> **WHAT THE TASK ASKS**
In the records below, one line contains "name wins. No". Print that line and every line after it exactly, down to the final one.

--- SUPPLIED INFORMATION Enclosed Below ---

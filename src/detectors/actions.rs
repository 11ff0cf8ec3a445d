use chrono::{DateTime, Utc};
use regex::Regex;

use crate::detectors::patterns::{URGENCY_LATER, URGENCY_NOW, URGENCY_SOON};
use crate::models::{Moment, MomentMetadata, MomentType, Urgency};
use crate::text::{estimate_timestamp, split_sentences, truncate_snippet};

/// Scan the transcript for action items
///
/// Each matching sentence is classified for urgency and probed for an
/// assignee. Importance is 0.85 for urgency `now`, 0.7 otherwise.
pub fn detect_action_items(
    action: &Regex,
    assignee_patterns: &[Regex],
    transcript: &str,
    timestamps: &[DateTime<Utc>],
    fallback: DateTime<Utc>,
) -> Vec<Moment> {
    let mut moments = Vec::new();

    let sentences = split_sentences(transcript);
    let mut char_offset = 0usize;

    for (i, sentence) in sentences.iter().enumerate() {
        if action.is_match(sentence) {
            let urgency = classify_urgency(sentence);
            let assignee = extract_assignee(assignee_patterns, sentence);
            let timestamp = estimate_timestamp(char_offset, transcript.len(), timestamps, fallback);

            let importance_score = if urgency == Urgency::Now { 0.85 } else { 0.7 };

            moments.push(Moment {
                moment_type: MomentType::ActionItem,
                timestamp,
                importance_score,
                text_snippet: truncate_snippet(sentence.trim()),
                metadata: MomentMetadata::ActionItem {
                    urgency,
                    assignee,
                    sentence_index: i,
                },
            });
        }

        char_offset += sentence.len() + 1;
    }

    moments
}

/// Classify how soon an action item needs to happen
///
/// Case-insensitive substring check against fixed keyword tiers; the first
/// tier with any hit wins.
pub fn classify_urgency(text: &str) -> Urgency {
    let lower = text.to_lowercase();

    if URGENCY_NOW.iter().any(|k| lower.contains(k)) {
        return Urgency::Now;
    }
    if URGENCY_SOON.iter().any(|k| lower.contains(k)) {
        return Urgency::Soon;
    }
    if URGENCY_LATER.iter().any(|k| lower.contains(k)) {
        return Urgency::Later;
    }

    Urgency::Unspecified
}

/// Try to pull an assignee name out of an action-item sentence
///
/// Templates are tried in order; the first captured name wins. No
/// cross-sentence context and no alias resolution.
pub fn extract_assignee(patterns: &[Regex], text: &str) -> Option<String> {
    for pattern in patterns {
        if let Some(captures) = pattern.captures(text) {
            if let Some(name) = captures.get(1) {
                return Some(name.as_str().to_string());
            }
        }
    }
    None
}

--- End of Enclosed SUPPLIED INFORMATION ---

> **REPLY**
/// Templates are tried in order; the first captured name wins. No
/// cross-sentence context and no alias resolution.
pub fn extract_assignee(patterns: &[Regex], text: &str) -> Option<String> {
    for pattern in patterns {
        if let Some(captures) = pattern.captures(text) {
            if let Some(name) = captures.get(1) {
                return Some(name.as_str().to_string());
            }
        }
    }
    None
}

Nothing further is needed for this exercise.